* **ACTION ITEM**
Each line below that holds the string "next" counts once; report the total and nothing else.
Segment Start: RECORD SET
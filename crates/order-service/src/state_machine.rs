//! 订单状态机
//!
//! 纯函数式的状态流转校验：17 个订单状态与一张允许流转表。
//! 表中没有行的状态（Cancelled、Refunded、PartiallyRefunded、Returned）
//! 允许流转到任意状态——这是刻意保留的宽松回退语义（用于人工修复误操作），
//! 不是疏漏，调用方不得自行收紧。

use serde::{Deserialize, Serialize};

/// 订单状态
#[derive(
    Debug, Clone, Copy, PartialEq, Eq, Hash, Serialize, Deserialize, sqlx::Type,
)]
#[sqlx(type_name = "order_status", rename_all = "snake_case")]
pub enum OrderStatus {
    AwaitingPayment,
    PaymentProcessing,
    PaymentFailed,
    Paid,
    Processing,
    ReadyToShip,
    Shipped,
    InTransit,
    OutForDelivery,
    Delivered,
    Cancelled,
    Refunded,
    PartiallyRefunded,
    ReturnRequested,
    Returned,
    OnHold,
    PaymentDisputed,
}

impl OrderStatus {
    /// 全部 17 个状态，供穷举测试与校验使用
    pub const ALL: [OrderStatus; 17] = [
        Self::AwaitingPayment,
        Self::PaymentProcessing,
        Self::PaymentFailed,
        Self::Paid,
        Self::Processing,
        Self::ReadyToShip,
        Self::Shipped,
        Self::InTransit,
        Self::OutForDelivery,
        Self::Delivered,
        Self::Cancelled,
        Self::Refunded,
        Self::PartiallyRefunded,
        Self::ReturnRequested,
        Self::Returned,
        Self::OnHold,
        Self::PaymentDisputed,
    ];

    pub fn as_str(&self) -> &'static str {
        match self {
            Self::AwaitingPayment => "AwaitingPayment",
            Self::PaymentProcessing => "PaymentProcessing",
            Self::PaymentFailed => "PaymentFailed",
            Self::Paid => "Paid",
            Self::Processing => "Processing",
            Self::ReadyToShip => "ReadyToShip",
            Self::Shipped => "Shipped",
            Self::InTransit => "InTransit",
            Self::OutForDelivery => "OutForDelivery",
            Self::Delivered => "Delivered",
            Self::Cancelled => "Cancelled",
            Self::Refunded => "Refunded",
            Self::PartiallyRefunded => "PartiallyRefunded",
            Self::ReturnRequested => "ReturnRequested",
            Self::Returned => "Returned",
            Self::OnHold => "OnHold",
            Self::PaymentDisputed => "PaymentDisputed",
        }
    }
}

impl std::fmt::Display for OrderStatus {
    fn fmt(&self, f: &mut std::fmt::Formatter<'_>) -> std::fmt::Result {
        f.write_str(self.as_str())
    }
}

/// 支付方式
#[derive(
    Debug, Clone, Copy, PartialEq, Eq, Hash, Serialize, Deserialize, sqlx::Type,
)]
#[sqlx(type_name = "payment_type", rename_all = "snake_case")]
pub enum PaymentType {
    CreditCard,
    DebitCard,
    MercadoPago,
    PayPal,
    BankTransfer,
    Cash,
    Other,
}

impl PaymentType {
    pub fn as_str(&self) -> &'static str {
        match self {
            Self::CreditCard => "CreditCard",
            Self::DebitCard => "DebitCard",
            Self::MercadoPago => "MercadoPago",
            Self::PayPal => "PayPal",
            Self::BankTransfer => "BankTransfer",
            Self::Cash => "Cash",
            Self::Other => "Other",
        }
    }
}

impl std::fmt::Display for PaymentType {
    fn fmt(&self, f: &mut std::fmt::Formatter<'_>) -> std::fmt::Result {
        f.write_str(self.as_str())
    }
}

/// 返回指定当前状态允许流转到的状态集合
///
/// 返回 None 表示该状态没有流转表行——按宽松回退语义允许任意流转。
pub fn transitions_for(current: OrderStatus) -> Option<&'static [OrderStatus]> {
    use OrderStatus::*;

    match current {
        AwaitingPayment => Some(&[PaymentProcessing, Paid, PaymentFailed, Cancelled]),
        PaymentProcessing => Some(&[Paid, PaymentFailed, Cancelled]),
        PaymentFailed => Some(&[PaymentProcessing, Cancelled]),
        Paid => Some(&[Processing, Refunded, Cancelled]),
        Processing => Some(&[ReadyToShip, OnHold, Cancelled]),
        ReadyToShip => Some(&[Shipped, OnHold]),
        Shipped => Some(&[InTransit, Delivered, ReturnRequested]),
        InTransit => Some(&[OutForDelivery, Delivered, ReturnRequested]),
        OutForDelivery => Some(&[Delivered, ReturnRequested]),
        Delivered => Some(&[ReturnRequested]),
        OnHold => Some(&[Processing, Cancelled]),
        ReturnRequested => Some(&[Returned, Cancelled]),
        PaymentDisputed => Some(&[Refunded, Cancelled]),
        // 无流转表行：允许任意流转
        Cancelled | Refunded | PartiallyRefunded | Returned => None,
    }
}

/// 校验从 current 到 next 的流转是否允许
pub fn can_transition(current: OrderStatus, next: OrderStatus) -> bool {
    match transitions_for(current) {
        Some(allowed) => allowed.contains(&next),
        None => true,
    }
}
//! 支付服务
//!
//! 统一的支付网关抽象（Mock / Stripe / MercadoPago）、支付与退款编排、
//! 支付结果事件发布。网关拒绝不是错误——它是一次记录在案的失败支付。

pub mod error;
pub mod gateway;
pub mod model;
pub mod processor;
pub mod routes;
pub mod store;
Segment End: RECORD SET
* **RESPONSE BOX**
3